Any one of these triggers a flat −20 penalty, generally enough to push a generic result below anything genuinely on-topic without needing three separate penalty tiers.

Recency — why news has it and web doesn't

News articles genuinely get less useful the older they are for anything time-sensitive, in a way a general web search result usually doesn't (a well-written reference article from two years ago can still be exactly right; a news article from two years ago about "today's" anything usually isn't). news computes a tiered bonus from each article's actual published timestamp:

Published within Bonus
Last hour +15
Last 6 hours +10
Last 24 hours +5
Older than 24 hours +0

web has no equivalent signal to compute this from (SearXNG doesn't reliably expose publish dates across every engine it aggregates) and always passes a flat 0.

Filtering and ranking

After every result is scored, filter_and_rank() sorts by score descending, drops anything at or below WEB_NEWS_SCORE_THRESHOLD (default 0 — so anything net-neutral-or-worse is dropped, not just anything explicitly negative), and caps the survivors at WEB_NEWS_TOP_N (default 10). The function returns the original result dicts unmodified — no score gets attached to what's returned, since scoring is purely an internal ranking and filtering decision, not part of the response itself.
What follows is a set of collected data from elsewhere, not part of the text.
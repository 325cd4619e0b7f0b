use std::sync::{Arc, Mutex, MutexGuard};

use chrono::{DateTime, Utc};
use postloop_core::UserId;
use rusqlite::{params, Connection, OptionalExtension, Row};
use tracing::info;

use crate::{
    db::{fmt_ts, init_db, parse_opt_ts, parse_ts},
    error::{Result, SchedulerError},
    types::{DispatchEntry, EntryStatus, Schedule},
};

const SCHEDULE_COLUMNS: &str = "id, user_id, name, strategy, scope, rule, timezone, next_run,
     is_active, auto_reset, reset_count, last_reset_at, created_at, updated_at";

const ENTRY_COLUMNS: &str = "id, schedule_id, post_id, user_id, scheduled_at, status, posted_at,
     error_message, attempts, failed_at, created_at, updated_at";

/// SQLite persistence for schedules, their selected items and dispatch entries.
///
/// Cloning is cheap; clones share one connection. The lock is never held
/// across an `.await`.
#[derive(Clone)]
pub struct Store {
    conn: Arc<Mutex<Connection>>,
}

/// Raw schedule row before enum and timestamp decoding.
struct ScheduleRow {
    id: String,
    user_id: String,
    name: String,
    strategy: String,
    scope: String,
    rule: String,
    timezone: String,
    next_run: Option<String>,
    is_active: bool,
    auto_reset: bool,
    reset_count: u32,
    last_reset_at: Option<String>,
    created_at: String,
    updated_at: String,
}

impl ScheduleRow {
    fn from_row(row: &Row<'_>) -> rusqlite::Result<Self> {
        Ok(Self {
            id: row.get(0)?,
            user_id: row.get(1)?,
            name: row.get(2)?,
            strategy: row.get(3)?,
            scope: row.get(4)?,
            rule: row.get(5)?,
            timezone: row.get(6)?,
            next_run: row.get(7)?,
            is_active: row.get(8)?,
            auto_reset: row.get(9)?,
            reset_count: row.get(10)?,
            last_reset_at: row.get(11)?,
            created_at: row.get(12)?,
            updated_at: row.get(13)?,
        })
    }

    fn decode(self) -> Result<Schedule> {
        Ok(Schedule {
            strategy: self.strategy.parse().map_err(SchedulerError::Corrupt)?,
            scope: self.scope.parse().map_err(SchedulerError::Corrupt)?,
            next_run: parse_opt_ts(self.next_run)?,
            last_reset_at: parse_opt_ts(self.last_reset_at)?,
            created_at: parse_ts(&self.created_at)?,
            updated_at: parse_ts(&self.updated_at)?,
            id: self.id,
            user_id: UserId(self.user_id),
            name: self.name,
            rule: self.rule,
            timezone: self.timezone,
            is_active: self.is_active,
            auto_reset: self.auto_reset,
            reset_count: self.reset_count,
        })
    }
}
Deduplication across URL variants

Two URLs that are really the same page — https://www.example.com/page/ and http://example.com/page — shouldn't be counted as two separate results just because of a scheme, a www. prefix, a trailing slash, or a tracking query string. normalize_url() strips all of that before comparing, specifically for deduplication purposes — it's a deliberately lossy normalization, not a real fetchable URL, so it's never used for anything except "are these the same underlying page."

Where this fits into the bigger picture

This scoring runs before a result is even eligible to participate in Fusion's cross-source merge — a news or web result still has to clear this bar before fusion's own deduplication and truncation logic ever sees it. For web specifically, scoring also has to account for results coming from two different searches at once — see Query Expansion for why, and how the same scoring function handles a doubled result pool without favoring one search's results over the other's just because of which one ran first.